Deroní Mendes - O sítio do meu pai fica numa região conhecida como Pantanal do Alto Guaporé no município de Vila Bela da Santíssima Trindade sudoeste de Mato Grosso, uma região antes praticamente de campo no período seco (junho a final de setembro) e a uma imensidão de lagoas que chegavam a encontrar-se com os rios no período das cheias (outubro a maio).
No período das cheias ficávamos
praticamente ilhados. Chovia quase todos os dias e as vezes o dia inteiro. Mas
era uma chuva, digamos que mais “calma”. As lagoas enchiam aos poucos. As Nós crianças vigiávamos ansiosamente quando
elas estivessem cheias e com peixinhos para podermos finalmente nela tomar
banho.
As chuvas eram distribuídas
regularmente, então, meu pai e meus tios observavam atentamente o tempo,as
plantas e o comportamento dos bichos para saber quando iniciar as roças e então
plantar cada cultura necessário a alimentação da família o ano inteiro: milho,
arroz, feijão, melancia, Mandioca, abóbora, etc.
Quando a água do rio atingisse as
roças o arroz já deveriam estar com os cachos quase maduros e no fim da
colheita da melancia, do contrário: “o arroz ia afogar e não soltaria os
cachos, e as melancia apodreceriam antes de amadurecer”.
Era extremamente fundamental que a
água do rio atingisse a roça na época em que o arroz estivesse soltando os
cachos porque a água impediria que alguns mamíferos devorassem os grãos diminuindo
assim o volume da colheita.
Deu a louca no clima. Ele mudou e
modificou drasticamente a paisagem da região do alto Guaporé e a vida daquelas
pessoas que vivem lá. Meus pais são a prova de que a mais de 10 anos as lagoas
não enchem mais, a prova disso é que os antes vastos campos com seus minguados “capões”
viraram um imensas áreas de cerrado com suas inúmeras lindas arvores baixinhas, contorcidas e de folhas grossas.
A velhice ajudou, mas foi
principalmente pela escassez de chuvas que meu pai deixou de fazer roças já que
o rio e lagoas deixaram de encher ao ponto de inundar as roças de arroz como
outrora. Com um ar nostálgico minha mãe diz que “bom mesmo era aquele tempo de
fartura com muito peixe nos rios, corichos e lagoas.

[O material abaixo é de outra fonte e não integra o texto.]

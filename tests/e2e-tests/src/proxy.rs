//! mcp-proxy wrapper for E2E testing

use std::fs;
use std::io::{Read, Write};
use std::path::{Path, PathBuf};
use std::process::{Child, ChildStdin, Command, Stdio};
use std::sync::{Arc, Mutex};
use std::thread;
use std::time::{Duration, Instant};
use wait_timeout::ChildExt;

/// Wrapper for running the proxy binary during tests.
///
/// stderr (proxy logs plus the child's stderr) goes to `proxy.log` in the
/// test directory; stdout is captured in memory so tests can check the
/// pass-through stays clean.
pub struct ProxyProcess {
    process: Option<Child>,
    stdin: Option<ChildStdin>,
    stdout: Arc<Mutex<Vec<u8>>>,
    log_output: Vec<String>,
    pub test_dir: PathBuf,
    log_file_path: PathBuf,
}

impl ProxyProcess {
    pub fn new(test_dir: &Path) -> Self {
        Self {
            process: None,
            stdin: None,
            stdout: Arc::new(Mutex::new(Vec::new())),
            log_output: Vec::new(),
            test_dir: test_dir.to_path_buf(),
            log_file_path: test_dir.join("proxy.log"),
        }
    }

    /// Start the proxy with `args`, plus extra environment variables.
    pub fn start(
        &mut self,
        proxy_path: &Path,
        args: &[String],
        envs: &[(&str, String)],
    ) -> Result<(), String> {
        if self.process.is_some() {
            return Err("Proxy is already running".to_string());
        }

        println!("Starting proxy: {} {}", proxy_path.display(), args.join(" "));
        println!("Working dir: {}", self.test_dir.display());

        let log_file = fs::File::create(&self.log_file_path)
            .map_err(|e| format!("Failed to create log file: {}", e))?;

        let mut cmd = Command::new(proxy_path);
        cmd.args(args)
            .current_dir(&self.test_dir)
            .env_remove("MCP_DEVKIT_PATH")
            .env_remove("RUST_LOG")
            .stdin(Stdio::piped())
            .stdout(Stdio::piped())
            .stderr(Stdio::from(log_file));
        for (key, value) in envs {
            cmd.env(key, value);
        }

        let mut child = cmd
            .spawn()
            .map_err(|e| format!("Failed to spawn proxy: {}", e))?;

        self.stdin = child.stdin.take();
        if let Some(mut stdout) = child.stdout.take() {
            let buffer = Arc::clone(&self.stdout);
            thread::spawn(move || {
                let mut chunk = [0u8; 4096];
                while let Ok(n) = stdout.read(&mut chunk) {
                    if n == 0 {
                        break;
                    }
                    buffer.lock().unwrap().extend_from_slice(&chunk[..n]);
                }
            });
        }

        println!("Proxy started with PID: {}", child.id());
        self.process = Some(child);
        Ok(())
    }

    pub fn get_pid(&self) -> Option<u32> {
        self.process.as_ref().map(|p| p.id())
    }

    /// Everything the proxy wrote to stdout so far
    pub fn stdout(&self) -> String {
        String::from_utf8_lossy(&self.stdout.lock().unwrap()).into_owned()
    }

    pub fn write_stdin(&mut self, data: &str) -> Result<(), String> {
        let stdin = self.stdin.as_mut().ok_or("Proxy stdin is closed")?;
        stdin
            .write_all(data.as_bytes())
            .and_then(|_| stdin.flush())
            .map_err(|e| format!("Failed to write to proxy stdin: {}", e))
    }

    pub fn close_stdin(&mut self) {
        self.stdin = None;
    }

    /// Wait until stdout contains `pattern`
    pub fn wait_for_stdout(&self, pattern: &str, timeout: Duration) -> Result<String, String> {
        let start = Instant::now();
        while start.elapsed() < timeout {
            let stdout = self.stdout();
            if stdout.contains(pattern) {
                return Ok(stdout);
            }
            thread::sleep(Duration::from_millis(50));
        }
        Err(format!(
            "'{}' did not appear on stdout within {:?}, got: {:?}",
            pattern,
            timeout,
            self.stdout()
        ))
    }

    /// Wait until the log contains a line with `pattern`
    pub fn wait_for_log(&mut self, pattern: &str, timeout: Duration) -> Result<(), String> {
        let start = Instant::now();
        while start.elapsed() < timeout {
            self.collect_logs();
            if self.has_log_matching(pattern) {
                return Ok(());
            }
            thread::sleep(Duration::from_millis(100));
        }
        Err(format!("Log line '{}' did not appear within {:?}", pattern, timeout))
    }

    /// Send SIGTERM and wait for the proxy to exit. Returns the exit code.
    pub fn shutdown(&mut self, timeout: Duration) -> Result<Option<i32>, String> {
        let Some(child) = self.process.as_mut() else {
            return Err("Proxy is not running".to_string());
        };

        println!("Sending termination signal to proxy...");

        #[cfg(unix)]
        {
            nix::sys::signal::kill(
                nix::unistd::Pid::from_raw(child.id() as i32),
                nix::sys::signal::Signal::SIGTERM,
            )
            .map_err(|e| format!("Failed to send SIGTERM: {}", e))?;
        }

        #[cfg(windows)]
        {
            // No console signal to send from here, just kill it
            child.kill().map_err(|e| format!("Failed to kill proxy: {}", e))?;
        }

        self.wait_for_exit(timeout)
    }

    /// Wait for the proxy to exit on its own. Returns the exit code.
    pub fn wait_for_exit(&mut self, timeout: Duration) -> Result<Option<i32>, String> {
        let Some(mut child) = self.process.take() else {
            return Err("Proxy is not running".to_string());
        };

        let result = match child.wait_timeout(timeout) {
            Ok(Some(status)) => {
                println!("Proxy exited with status: {}", status);
                Ok(status.code())
            }
            Ok(None) => {
                println!("Proxy did not exit in time, forcing kill");
                child.kill().ok();
                child.wait().ok();
                Err(format!("Proxy did not exit within {:?}", timeout))
            }
            Err(e) => Err(format!("Error waiting for proxy: {}", e)),
        };

        // Let the stdout reader see EOF
        thread::sleep(Duration::from_millis(100));
        self.collect_logs();
        result
    }

    fn collect_logs(&mut self) {
        if let Ok(content) = fs::read_to_string(&self.log_file_path) {
            let new_lines: Vec<String> = content.lines().map(|s| s.to_string()).collect();

            for line in new_lines.iter().skip(self.log_output.len()) {
                println!("[PROXY] {}", line);
            }

            self.log_output = new_lines;
        }
    }

    pub fn get_logs(&self) -> &[String] {
        &self.log_output
    }

    pub fn has_log_matching(&self, pattern: &str) -> bool {
        self.log_output.iter().any(|line| line.contains(pattern))
    }
}

impl Drop for ProxyProcess {
    fn drop(&mut self) {
        if let Some(mut child) = self.process.take() {
            println!("Cleaning up proxy in Drop");
            child.kill().ok();
            child.wait().ok();
        }
    }
}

Ainda olho na lagoa e vejo
vocês tomando banho, pescando lambari, brincando de pira, agora é só poeira de
carro que passa e os cavalos pastando de tardezinha”.
O Sítio do meu pai não fica tão
longe da cidade, prá falar verdade é até bem perto, apenas 65 km, no entanto,
até a década de 1980 e inicio dos anos noventa era como se ficasse mais de 500
km. No período das cheias só havia um meio de sair de lá. Uma viagem de
15km a cavalo até uma comunidade mais
próxima. Precisávamos partir com o dia
ainda escuro, pois era necessário desviar das lagoas ou procurar as partes mais
rasas a fim de que o cavalo não cansasse tanto ao nadar. Da comunidade em questão até a cidade de barco
a motor levava-se em média 15 horas em dias de sol.
Sai do sítio dos meus pais em
1989, aos 10 anos para estudar na cidade, mas ainda me lembro de como era a
vida lá com muita clareza. Nem parece que já fazem mais de 20 anos, mas se tem
uma coisa que me lembro muito bem daquela época, era o regime de chuvas por lá
e minha mãe e meu pai me ajudam com os períodos (meses) do ano ao qual correspondiam tais lembranças.
Atualmente a imensa lagoa em
frente da nossa casa deu lugar a ao cerrado e a uma estrada que transformou as
viagens entre o sítio e a cidade que antes duravam mais um dia (parte no lombo
de cavalo e parte em barco) em míseros 45
minutos. Ou seja, observando a distribuição das chuvas, é impossível não
perceber que modo de viver hoje dos meus pais é a prova de que as mudanças
climáticas atingiram em cheio as comunidades tradicionais modificando
drasticamente seu modo de viver e principalmente de se relacionar com a
natureza. Mais que isso as mudanças
climáticas trouxe insegurança alimentar para essas famílias que tinham nas
roças e principalmente nos peixe importante fonte de nutrientes.